Bem-vindos ao México, imigrantes!

Declaração de reagrupamento de organizações revolucionárias mexicanas em defesa dos imigrantes.

A chegada de milhares de imigrantes centro-americanos ao México é consequência fundamentalmente do fracasso das políticas neoliberais na região e em particular ao governo corrupto de Juan Orlando Hernandez, antecedido pelo golpe de Estado em 2009. O povo hondurenho vive hoje condições desumanas de pobreza, violência criminal e repressão de um governo ilegítimo.

No México, apesar de alguns germes de xenofobia de setores direitistas, a caravana de imigrantes contou com bonitas mostras de solidariedade por parte dos povos de Chiapas e Oaxaca.
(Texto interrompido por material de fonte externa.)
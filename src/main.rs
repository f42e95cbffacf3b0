//! authz-header CLI
//!
//! Command-line interface for inspecting Authorization header values

use authz_header::cli::{log_filter, Cli, Runner};
use clap::Parser;

fn main() {
    let cli = Cli::parse();

    // Initialize logging
    let rust_log = std::env::var("RUST_LOG").ok();
    tracing_subscriber::fmt()
        .with_writer(std::io::stderr)
        .with_env_filter(log_filter(cli.verbose, rust_log.as_deref()))
        .init();

    let runner = Runner::new(cli);

    match runner.run() {
        Ok(true) => {}
        Ok(false) => std::process::exit(1),
        Err(e) => {
            eprintln!("Error: {e}");
            std::process::exit(1);
        }
    }
}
Fazemos um chamado para que esta solidariedade seja a mesma no restante de seu percurso.

A intenção de milhares de centro-americanos de buscar um trabalho bem remunerado nos Estados Unidos, é a fatura que está cobrando ao país do norte por décadas de exploração de empresas norte-americanas e a intromissão do imperialismo ianque em seus assuntos internos. Incapazes de reconhecer sua dívida histórica com os povos da América Latina e o Caribe, o governo de Donald Trump recorre à xenofobia, à ameaça de militarizar sua fronteira sul e ordenar aos governos pusilâmines do México, Guatemala e Honduras reprimir aos imigrantes hondurenhos para impedir sua chegada.

Nenhuma destas medidas será capaz de frear a caravana migratória, mas se geram maior discriminação racial, crises humanitárias e conflitos internacionais.
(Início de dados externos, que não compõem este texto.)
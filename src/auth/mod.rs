//! Authorization header module
//!
//! Supports: Basic, Bearer
//!
//! `Authorization::parse` turns a raw header value into an immutable,
//! classified snapshot or a `Rejection`. Verifying the credentials is left to
//! the caller.

mod extract;
mod parser;
mod types;

pub use extract::CHALLENGE;
pub use types::{Authorization, AuthorizationScheme, BasicCredentials, Rejection};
Ante a barbárie xenofóbica de Trump, e de seus congêneres neofascistas, é preciso assinalar que a decomposição social e política gerada pelo capitalismo, com suas sequelas de miséria, desemprego e destruição ambiental, é a verdadeira causa das imigrações.

A melhor forma de evitar as imigrações forçadas – quer por razões econômicas, quer humanitárias, quer ambientais-, é que a classe trabalhadora, a nível internacional, se junte para reverter as políticas neoliberais causantes dos baixos salários globais, intensificação da jornada laboral, eliminação de direitos laborais básicos e, sobretudo, opomos à ingerência do imperialismo norte-americano para impor novos governos ditatoriais na América Latina.
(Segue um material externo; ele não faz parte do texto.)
//! Parsed authorization types
//!
//! An `Authorization` is only ever produced by parsing, so there is no
//! observable "not yet parsed" state and no field can go stale between parses.

use crate::error::ParseError;
use serde::{Deserialize, Serialize};
use std::fmt;

/// Authentication scheme of an `Authorization` header value
#[derive(Debug, Clone, Copy, PartialEq, Eq, Hash, Default, Serialize, Deserialize)]
#[serde(rename_all = "snake_case")]
pub enum AuthorizationScheme {
    /// Parsing failed or the scheme token is not recognized
    #[default]
    Invalid,
    /// Reserved; never produced by the parser
    Unknown,
    /// The header value was empty
    None,
    /// RFC 7617 Basic credentials
    Basic,
    /// RFC 6750 Bearer token
    Bearer,
}

impl AuthorizationScheme {
    /// Scheme tokens the parser recognizes
    pub const RECOGNIZED: [Self; 2] = [Self::Basic, Self::Bearer];

    /// Match a scheme token case-insensitively
    pub fn from_token(token: &str) -> Option<Self> {
        if token.eq_ignore_ascii_case("basic") {
            Some(Self::Basic)
        } else if token.eq_ignore_ascii_case("bearer") {
            Some(Self::Bearer)
        } else {
            None
        }
    }

    /// Lowercase name of the scheme
    pub fn as_str(self) -> &'static str {
        match self {
            Self::Invalid => "invalid",
            Self::Unknown => "unknown",
            Self::None => "none",
            Self::Basic => "basic",
            Self::Bearer => "bearer",
        }
    }
}

impl fmt::Display for AuthorizationScheme {
    fn fmt(&self, f: &mut fmt::Formatter<'_>) -> fmt::Result {
        f.write_str(self.as_str())
    }
}

/// Decoded Basic credentials; both fields are non-empty
#[derive(Clone, PartialEq, Eq)]
pub struct BasicCredentials {
    pub(crate) username: String,
    pub(crate) password: String,
}

impl BasicCredentials {
    pub fn username(&self) -> &str {
        &self.username
    }

    pub fn password(&self) -> &str {
        &self.password
    }
}

impl fmt::Debug for BasicCredentials {
    fn fmt(&self, f: &mut fmt::Formatter<'_>) -> fmt::Result {
        f.debug_struct("BasicCredentials")
            .field("username", &self.username)
            .field("password", &"<redacted>")
            .finish()
    }
}

/// A parsed `Authorization` header value
///
/// Values are immutable snapshots. Reading credentials for a scheme other than
/// `Basic` is not an error, the accessors simply return empty strings.
#[derive(Clone, PartialEq, Eq)]
pub struct Authorization {
    pub(crate) scheme: AuthorizationScheme,
    pub(crate) scheme_raw: String,
    pub(crate) value: String,
    pub(crate) credentials: Option<BasicCredentials>,
}

impl Authorization {
    /// The result of parsing an empty header value
    pub fn none() -> Self {
        Self {
            scheme: AuthorizationScheme::None,
            scheme_raw: String::new(),
            value: String::new(),
            credentials: None,
        }
    }

    /// Snapshot of a failed parse: scheme is always `Invalid`
    pub(crate) fn invalid(scheme_raw: &str, value: &str) -> Self {
        Self {
            scheme: AuthorizationScheme::Invalid,
            scheme_raw: scheme_raw.to_string(),
            value: value.to_string(),
            credentials: None,
        }
    }

    pub fn scheme(&self) -> AuthorizationScheme {
        self.scheme
    }

    /// The scheme token as it appeared in the header, before case folding
    pub fn scheme_raw(&self) -> &str {
        &self.scheme_raw
    }

    /// Everything after the first space, verbatim
    pub fn value(&self) -> &str {
        &self.value
    }

    /// `(username, password)` for Basic, `("", "")` otherwise
    pub fn basic(&self) -> (&str, &str) {
        match self.basic_credentials() {
            Some(creds) => (creds.username(), creds.password()),
            None => ("", ""),
        }
    }

    /// Username for Basic, `""` otherwise
    pub fn basic_username(&self) -> &str {
        self.basic_credentials()
            .map(BasicCredentials::username)
            .unwrap_or_default()
    }

    pub fn credentials(&self) -> Option<&BasicCredentials> {
        self.basic_credentials()
    }

    /// The opaque token for Bearer, `None` otherwise
    pub fn bearer_token(&self) -> Option<&str> {
        match self.scheme {
            AuthorizationScheme::Bearer => Some(&self.value),
            _ => None,
        }
    }

    pub fn is_none(&self) -> bool {
        self.scheme == AuthorizationScheme::None
    }

    fn basic_credentials(&self) -> Option<&BasicCredentials> {
        match self.scheme {
            AuthorizationScheme::Basic => self.credentials.as_ref(),
            _ => None,
        }
    }
}

impl fmt::Debug for Authorization {
    fn fmt(&self, f: &mut fmt::Formatter<'_>) -> fmt::Result {
        // value holds the encoded credentials or the bearer token
        let value = if self.value.is_empty() { "" } else { "<redacted>" };
        f.debug_struct("Authorization")
            .field("scheme", &self.scheme)
            .field("scheme_raw", &self.scheme_raw)
            .field("value", &value)
            .field("credentials", &self.credentials)
            .finish()
    }
}

/// A rejected header value
///
/// Carries the reason together with what the parser saw before it stopped,
/// so callers can report the offending scheme token.
#[derive(Debug, Clone, PartialEq, Eq, thiserror::Error)]
#[error("{error}")]
pub struct Rejection {
    #[source]
    error: ParseError,
    authorization: Authorization,
}

impl Rejection {
    pub(crate) fn new(error: ParseError, authorization: Authorization) -> Self {
        Self {
            error,
            authorization,
        }
    }

    pub fn error(&self) -> &ParseError {
        &self.error
    }

    /// Diagnostic snapshot; its scheme is always `Invalid`
    pub fn authorization(&self) -> &Authorization {
        &self.authorization
    }

    pub fn into_parts(self) -> (ParseError, Authorization) {
        (self.error, self.authorization)
    }
}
Efetivamente, a solução do problema migratório não é fácil, requer políticas globais e internacionalistas para reverter os efeitos destas políticas aplicadas nas últimas décadas, mas não existe outro caminho para conseguir um mundo mais justo, democrático e inclusivo. Por isso, hoje chamamos às e aos trabalhadores mexicanos e estadunidenses a unir forças, em particular aos migrantes latinos que habitam e trabalham em território norte-americano, a sair em defesa dos migrantes, e ao povo estadunidense em geral a deter as intenções do governo Trump de militarizar a fronteira.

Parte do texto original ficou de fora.